Stockstill répondit :

— On peut se passer de divan. (Il pressa le bouton et annonça :). Mr Dangerfield, ici un… un médecin de West Marin. Je m’inquiète de votre état. Naturellement. Comme tout le monde sur Terre. Je pense… euh… pouvoir vous apporter un certain réconfort.

— Dites-lui la vérité, dites-lui que vous êtes psychiatre, conseilla Hoppy.

D’un ton mesuré, Stockstill parla dans le micro :

— Autrefois, j’étais psychiatre. Mais à présent, je pratique bien sûr la médecine générale. M’entendez-vous ? (Il écoutait le haut-parleur dans le coin, mais il n’en sortait que de la friture.) Il ne me reçoit pas, dit-il à Hoppy avec découragement.

— Il faut du temps pour établir le contact. Essayez encore. (Il gloussa.) Ainsi vous croyez que c’est purement mental ? De la neurasthénie ? En êtes-vous convaincu ? De toute façon, vous êtes obligé de vous raccrocher à cette thèse, parce que si elle est erronée, il ne reste à peu près rien que vous puissiez faire.

Stockstill appuya sur le bouton et reprit :

— Mr Dangerfield, ici Stockstill, qui vous parle du comté de Marin en Californie ; je suis médecin.

Cela lui semblait sans espoir ; pourquoi s’obstiner ? Mais par ailleurs…

— Informez-le, pour Bluthgeld, fit soudain Hoppy.

— D’accord.

— Vous pouvez lui communiquer mon nom. Dites-lui que c’est moi qui l’ai tué. Écoutez, docteur ! C’est ainsi qu’il proclamera la nouvelle. (Le phocomèle prit une expression curieuse et de sa bouche, une fois de plus, sortit la voix de Dangerfield.) Eh bien, mes amis, j’ai une bonne nouvelle pour vous… je pense qu’elle vous réjouira. Il semble que…

Le phocomèle se tut car un faible son sortait du haut-parleur.

— … salut, docteur. Ici, Walt Dangerfield.

Le Dr Stockstill répondit instantanément :

— Bon. Dangerfield, c’est de vos douleurs que je tiens à vous entretenir. Voyons, avez-vous un sac en papier dans votre satellite ? Nous allons tenter un petit traitement à l’anhydride carbonique. Prenez un sac en papier et soufflez dedans. Continuez à y souffler et à respirer le contenu du sac, jusqu’au moment où vous ne respirerez plus que de l’anhydride pur. Vous comprenez ? Ce n’est qu’une petite idée, mais elle est bien fondée. Voyez-vous, l’excès d’oxygène déclenche certaines réactions diencéphaliques qui déterminent un cycle néfaste dans le système nerveux autonome. Un des symptômes de suractivité du système nerveux autonome est l’exagération des contractions péristaltiques, et c’est peut-être de cela que vous souffrez. Essentiellement, c’est un symptôme d’angoisse.

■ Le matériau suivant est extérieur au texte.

impl AlarmEngine {
    /// Create the engine.
    pub fn new(
        bus: Arc<FanoutBus>,
        historian: Arc<HistorianHandle>,
        metrics: Option<scada_metrics::MasterMetrics>,
    ) -> Self {
        Self {
            shards: (0..SHARDS).map(|_| Mutex::new(HashMap::new())).collect(),
            cleared: Mutex::new(VecDeque::new()),
            bus,
            historian,
            metrics,
        }
    }

    fn shard(&self, key: &(String, String)) -> &Mutex<HashMap<(String, String), ActiveAlarm>> {
        let mut hasher = DefaultHasher::new();
        key.hash(&mut hasher);
        &self.shards[(hasher.finish() as usize) % SHARDS]
    }

    /// Evaluate one telemetry sample against the static thresholds.
    pub fn evaluate_sample(&self, sample: &TelemetrySample, nominal_voltage_kv: f64) {
        let node = &sample.node_id;

        if let Some(freq) = sample.frequency_hz {
            if freq > 0.0 {
                self.drive(
                    node,
                    "UNDERFREQUENCY",
                    freq < FREQ_LOW_HZ,
                    freq >= FREQ_LOW_HZ + FREQ_HYSTERESIS_HZ,
                    serde_json::json!({ "frequency_hz": freq }),
                );
                self.drive(
                    node,
                    "OVERFREQUENCY",
                    freq > FREQ_HIGH_HZ,
                    freq <= FREQ_HIGH_HZ - FREQ_HYSTERESIS_HZ,
                    serde_json::json!({ "frequency_hz": freq }),
                );
            }
        }

        if let Some(voltage) = sample.voltage_kv {
            if voltage > 0.0 && nominal_voltage_kv > 0.0 {
                let deviation = (voltage - nominal_voltage_kv) / nominal_voltage_kv;
                self.drive(
                    node,
                    "OVERVOLTAGE",
                    deviation > VOLTAGE_DEVIATION,
                    deviation <= VOLTAGE_DEVIATION - VOLTAGE_HYSTERESIS,
                    serde_json::json!({ "voltage_kv": voltage, "nominal_kv": nominal_voltage_kv }),
                );
                self.drive(
                    node,
                    "UNDERVOLTAGE",
                    deviation < -VOLTAGE_DEVIATION,
                    deviation >= -(VOLTAGE_DEVIATION - VOLTAGE_HYSTERESIS),
                    serde_json::json!({ "voltage_kv": voltage, "nominal_kv": nominal_voltage_kv }),
                );
            }
        }

        if let Some(temp) = sample.temperature_c {
            self.drive(
                node,
                "THERMAL_HIGH",
                temp > THERMAL_HIGH_C,
                temp <= THERMAL_HIGH_C - THERMAL_HYSTERESIS_C,
                serde_json::json!({ "temperature_c": temp }),
            );
        }

        self.drive(
            node,
            "BREAKER_TRIP",
            sample.breaker_state == BreakerState::Tripped,
            sample.breaker_state != BreakerState::Tripped,
            serde_json::json!({ "breaker_state": sample.breaker_state }),
        );
    }

    /// Raise (or count) an alarm the RTU decided locally.
    pub fn raise_external(
        &self,
        node_id: &str,
        code: &str,
        severity: &str,
        message: &str,
        details: JsonValue,
    ) {
        let mut payload = serde_json::json!({ "message": message });
        if let (Some(map), Some(extra)) = (payload.as_object_mut(), details.as_object()) {
            for (key, value) in extra {
                map.insert(key.clone(), value.clone());
            }
        }
        self.raise_with_severity(node_id, code, AlarmSeverity::parse(severity), payload);
    }

    /// Threshold driver: `crossed` raises or counts, `in_band` advances the
    /// clear streak, anything between the threshold and the hysteresis band
    /// keeps the alarm active without progress in either direction.
    fn drive(&self, node_id: &str, code: &str, crossed: bool, in_band: bool, details: JsonValue) {
        let key = (node_id.to_string(), code.to_string());
        if crossed {
            self.raise_with_severity(node_id, code, severity_for(code), details);
            return;
        }

        let cleared = {
            let shard = self.shard(&key);
            let mut table = shard.lock();
            let Some(active) = table.get_mut(&key) else {
                return;
            };
            if !in_band {
                active.in_band_streak = 0;
                return;
            }
            active.in_band_streak += 1;
            if active.in_band_streak < CLEAR_STREAK {
                return;
            }
            let mut entry = table.remove(&key).expect("entry present under lock");
            entry.alarm.state = AlarmState::Cleared;
            entry.alarm.cleared_at = Some(Utc::now());
            entry.alarm.details["occurrences"] = serde_json::json!(entry.occurrences);
            entry.alarm
        };

        info!(node = node_id, code, "alarm cleared");
        self.remember_cleared(cleared.clone());
        self.persist(&cleared);
        self.bus.publish(WsMessage::AlarmCleared { alarm: cleared });
        self.update_metrics();
    }

    fn raise_with_severity(
        &self,
        node_id: &str,
        code: &str,
        severity: AlarmSeverity,
        details: JsonValue,
    ) {
        let key = (node_id.to_string(), code.to_string());
        let raised = {
            let shard = self.shard(&key);
            let mut table = shard.lock();
            if let Some(active) = table.get_mut(&key) {
                // Re-crossing while active only bumps the counter.
                active.occurrences += 1;
                active.in_band_streak = 0;
                active.alarm.details["occurrences"] = serde_json::json!(active.occurrences);
                None
            } else {
                let mut details = details;
                details["occurrences"] = serde_json::json!(1);
                let alarm = Alarm {
                    alarm_id: Uuid::new_v4(),
                    node_id: node_id.to_string(),
                    code: code.to_string(),
                    severity,
                    state: AlarmState::Raised,
                    raised_at: Utc::now(),
                    acknowledged_at: None,
                    acknowledged_by: None,
                    cleared_at: None,
                    details,
                };
                table.insert(
                    key.clone(),
                    ActiveAlarm {
                        alarm: alarm.clone(),
                        occurrences: 1,
                        in_band_streak: 0,
                    },
                );
                Some(alarm)
            }
        };

        if let Some(alarm) = raised {
            warn!(node = node_id, code, severity = severity.as_str(), "alarm raised");
            self.persist(&alarm);
            self.bus.publish(WsMessage::AlarmRaised { alarm });
            self.update_metrics();
        }
    }

    /// Operator acknowledgement. Idempotent on `Acknowledged`; conflicts on
    /// `Cleared`; unknown ids are a validation failure.
    pub fn acknowledge(
        &self,
        alarm_id: Uuid,
        operator: &str,
        comment: Option<&str>,
    ) -> Result<Alarm, ServiceError> {
        for shard in &self.shards {
            let mut table = shard.lock();
            if let Some(active) = table
                .values_mut()
                .find(|active| active.alarm.alarm_id == alarm_id)
            {
                match active.alarm.state {
                    AlarmState::Raised => {
                        active.alarm.state = AlarmState::Acknowledged;
                        active.alarm.acknowledged_at = Some(Utc::now());
                        active.alarm.acknowledged_by = Some(operator.to_string());
                        if let Some(comment) = comment {
                            active.alarm.details["ack_comment"] = serde_json::json!(comment);
                        }
                        let alarm = active.alarm.clone();
                        drop(table);
                        info!(alarm = %alarm_id, operator, "alarm acknowledged");
                        self.persist(&alarm);
                        self.bus
                            .publish(WsMessage::AlarmAcknowledged { alarm: alarm.clone() });
                        return Ok(alarm);
                    }
                    AlarmState::Acknowledged => return Ok(active.alarm.clone()),
                    AlarmState::Cleared => unreachable!("cleared alarms leave the table"),
                }
            }
        }

        if self
            .cleared
            .lock()
            .iter()
            .any(|alarm| alarm.alarm_id == alarm_id)
        {
            return Err(ServiceError::conflict("alarm already cleared"));
        }
        Err(ServiceError::new(ErrorKind::Validation, "unknown alarm id"))
    }

    /// Alarms with state `Raised` or `Acknowledged`, oldest first.
    pub fn active_alarms(&self) -> Vec<Alarm> {
        let mut alarms: Vec<Alarm> = self
            .shards
            .iter()
            .flat_map(|shard| {
                shard
                    .lock()
                    .values()
                    .map(|active| active.alarm.clone())
                    .collect::<Vec<_>>()
            })
            .collect();
        alarms.sort_by_key(|alarm| alarm.raised_at);
        alarms
    }

    /// Active alarm counts by severity.
    pub fn counts(&self) -> AlarmCounts {
        let mut counts = AlarmCounts::default();
        for alarm in self.active_alarms() {
            match alarm.severity {
                AlarmSeverity::Info => counts.info += 1,
                AlarmSeverity::Warning => counts.warning += 1,
                AlarmSeverity::Critical => counts.critical += 1,
            }
        }
        counts
    }

    fn remember_cleared(&self, alarm: Alarm) {
        let mut cleared = self.cleared.lock();
        if cleared.len() >= 1000 {
            cleared.pop_front();
        }
        cleared.push_back(alarm);
    }

    fn persist(&self, alarm: &Alarm) {
        let state = match alarm.state {
            AlarmState::Raised => "Raised",
            AlarmState::Acknowledged => "Acknowledged",
            AlarmState::Cleared => "Cleared",
        };
        self.historian.record(HistorianRow::Alarms(AlarmRow {
            alarm_id: alarm.alarm_id,
            node_id: alarm.node_id.clone(),
            code: alarm.code.clone(),
            severity: alarm.severity.as_str().to_string(),
            status: state.to_string(),
            raised_at: alarm.raised_at,
            acknowledged_at: alarm.acknowledged_at,
            acknowledged_by: alarm.acknowledged_by.clone(),
            cleared_at: alarm.cleared_at,
            details_json: alarm.details.clone(),
        }));
    }

    fn update_metrics(&self) {
        if let Some(metrics) = &self.metrics {
            let counts = self.counts();
            metrics.set_alarms_active("info", counts.info as usize);
            metrics.set_alarms_active("warning", counts.warning as usize);
            metrics.set_alarms_active("critical", counts.critical as usize);
        }
    }
}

L’infirme secoua la tête, vira et s’éloigna.

— Je suis désolé… (La voix était faible.) Je ne comprends pas, docteur. Vous me dites de respirer dans un sac en papier ? Un bidon en polyéthylène ferait-il l’affaire ? Ne pourrait-il en résulter l’asphyxie ? (La voix, mal assurée, irritée et déraisonnable, poursuivit :) Y a-t-il un moyen pour moi d’extraire un barbiturique des ingrédients dont je dispose ici ? Je vais vous en donner la liste complète et peut-être…

Les parasites interrompirent Dangerfield ; quand sa voix redevint intelligible, il parlait d’autre chose. Il se peut, songea Stockstill, que ses facultés s’affaiblissent.

— La solitude dans l’espace, coupa Stockstill, donne naissance à des phénomènes disruptifs qui lui sont propres, semblables à la fièvre claustrophobique. La réaction d’angoisse lui est particulière, si bien que le mal devient psychosomatique. (Tout en parlant, il avait l’impression de s’y prendre très mal ; d’avoir déjà échoué. Le phocomèle s’était écarté, trop dégoûté pour l’écouter… Il était quelque part en train de bricoler.) Mr Dangerfield, poursuivit Stockstill, mes efforts visent à arrêter cette réaction et l’inhalation d’anhydride carbonique pourrait suffire. Ensuite, quand les symptômes de tension seront soulagés, nous passerons à une autre forme de psychothérapie, y compris le rappel des événements traumatiques oubliés.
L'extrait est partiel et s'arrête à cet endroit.